For Immediate Release

Contact: (202) 225-3164

 
 

Nov. 11, 2011

   
     
 

A salute to the heroes of our great nation

 
     

Washington, D.C. -  Ernie West got an all-expenses-paid trip to Hawaii courtesy of his Uncle Sam. It wasn’t a vacation.

            “I took basic training in Hawaii,” Mr. West, 80, said Friday during a Veterans Day celebration in the Scioto County city of Portsmouth. “Then they shipped us across the pond to a little place called Korea that I had never heard of before in my life.”
            On Oct. 12, 1952, while serving with the Army’s 25thInfantry Division, Private West, an ordinary 21-year-old native of Kentucky, did something extraordinary.
            The Medal of Honor, held by a blue ribbon draped around his neck, gave evidence of that Friday. He braved intense fire to rescue several comrades wounded in combat near Sataeri. Mr. West lost an eye as a result of being wounded himself, and he killed at least six of the enemy.
            “Private First Class West distinguished himself by conspicuous gallantry above and beyond the call of duty in action against the enemy,” reads the citation that accompanied his Medal of Honor.
            I had the privilege of sitting next to Mr. West at the Hill View Retirement Center during its Veterans Day Service on November 11. He doesn’t live there, but 63 other veterans do, including Catherine Noel, who told me she served as a second lieutenant with the Navy WAVES during World War II.
            I presented Hill View with a flag flown over the U.S. Capitol in honor of all the veterans who live there.

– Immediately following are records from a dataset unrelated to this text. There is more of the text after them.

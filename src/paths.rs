//! Path resolution for keel
//!
//! # Environment Variables
//!
//! - `KEEL_CONFIG_DIR` - Override the config directory (e.g. `~/dotfiles/keel`)
//!
//! # Resolution Priority
//!
//! For config_dir():
//! 1. `KEEL_CONFIG_DIR`
//! 2. `XDG_CONFIG_HOME/keel`
//! 3. Platform default: `%APPDATA%\keel` on Windows, `~/.config/keel` elsewhere

use anyhow::{Context, Result};
use std::path::{Path, PathBuf};

pub const ENV_CONFIG_DIR: &str = "KEEL_CONFIG_DIR";

/// Default configuration file name inside the config directory
pub const CONFIG_FILE: &str = "config.yaml";

pub fn config_dir() -> Result<PathBuf> {
    config_dir_from(
        std::env::var(ENV_CONFIG_DIR).ok(),
        std::env::var("XDG_CONFIG_HOME").ok(),
    )
}

fn config_dir_from(override_dir: Option<String>, xdg_config: Option<String>) -> Result<PathBuf> {
    if let Some(dir) = override_dir.filter(|d| !d.is_empty()) {
        let path = expand(&dir);
        log::debug!("Using config dir from {ENV_CONFIG_DIR}: {}", path.display());
        return Ok(path);
    }

    if let Some(xdg) = xdg_config.filter(|d| !d.is_empty()) {
        let path = PathBuf::from(xdg).join("keel");
        log::debug!("Using XDG_CONFIG_HOME: {}", path.display());
        return Ok(path);
    }

    #[cfg(windows)]
    {
        if let Some(app_data) = dirs::config_dir() {
            return Ok(app_data.join("keel"));
        }
    }

    let home = dirs::home_dir().context("Could not determine home directory")?;
    Ok(home.join(".config").join("keel"))
}

/// `config.yaml` inside [`config_dir`]
pub fn default_config_file() -> Result<PathBuf> {
    Ok(config_dir()?.join(CONFIG_FILE))
}

/// Expand `~` and environment variables. Unknown variables leave the input
/// unchanged.
pub fn expand(path: &str) -> PathBuf {
    let expanded = shellexpand::full(path).unwrap_or(std::borrow::Cow::Borrowed(path));
    PathBuf::from(expanded.as_ref())
}

/// Expand `path` and make it absolute relative to `base`.
pub fn resolve(path: &str, base: &Path) -> PathBuf {
    let expanded = expand(path);
    if expanded.is_absolute() {
        expanded
    } else {
        base.join(expanded)
    }
}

And, at the invitation of the center, I shared a few words about what makes this country of ours so great.
            Because of men like Ernie West and women like Catherine Noel, “you and I have the freedom to choose to be the person we want to be,” I said. “We have the right to chart our destiny.
            “We have the right to believe in God,” I added. “So many parts of the world don’t have that right, and that’s why so many people want to live in the United States.”
            After I returned to my seat, Mr. West leaned over and said: “That was very good.”
            I replied: “You inspired me.”
            Later, I went to the room of Dr. Miller F. Toombs, a Hill View resident who fought in World War II but was unable to attend the ceremony. About his neck, a ribbon held a medal that had been presented to him the day before to mark his induction into the Ohio Veterans Hall of Fame.
            Dr. Toombs, 86, landed on Omaha Beach not long after D Day, his son Rick told me. The Purple Heart was awarded to him because of wounds suffered in combat in Germany, as well as two Bronze Stars with the V device for valor. He later was a surgeon and chief of staff at Scioto Memorial Hospital.
            Dr. Toombs and his wife, Genevieve, thanked me for taking the time to come to the room. I told Dr. Toombs that I was there to thank him – for his service to our country.
            Then I drove to the opposite end of the Second Congressional District, arriving just in time for the singing of the National Anthem and the Pledge of Allegiance at the Sycamore Senior Center in Hamilton County.
             There, a trim 86-year-old veteran of World War II, Homer Wilson of Blue Ash, had on the private’s uniform he had worn while serving his country in combat in Europe. He told me a little about himself before I made a few remarks at the invitation of those gathered for the Veterans Day observance.
            While serving with the Army’s 97thInfantry Division, Mr. Wilson said, he helped liberate a part of the Flossenburg concentration camp in Czechoslovakia. It’s estimated that 30,000 people died there.
            While speaking a few minutes later to the audience, I couldn’t help but recall that the president of Iran, Mahmoud Ahmadinejad, had denied that the Holocaust happened. He had the audacity to say that while in our country to address the United Nations.
            I asked Mr. Wilson to share with the audience what he had told me.
            “I can still see those people come running toward me,” Mr. Wilson said of the starving inmates of the concentration camp. “They can’t tell me the Holocaust didn’t happen. I saw it with my own eyes.”
            Americans don’t always agree on whether fighting a war is justified. But I’m pleased that some attitudes have changed since I was a college student in the 1970s. Now, most people appreciate the service and sacrifices made by the defenders of our freedom.
            Some who put on the uniform made the ultimate sacrifice.
            After my remarks, a man approached and told me that he had visited a cemetery that day out of respect for a grandson who was killed in combat in Iraq. He could not keep from crying.      
            Years go by, but for many who lost loved ones in military service, the tears on their faces remain fresh. God bless them.
            And may God bless every single veteran of this great nation.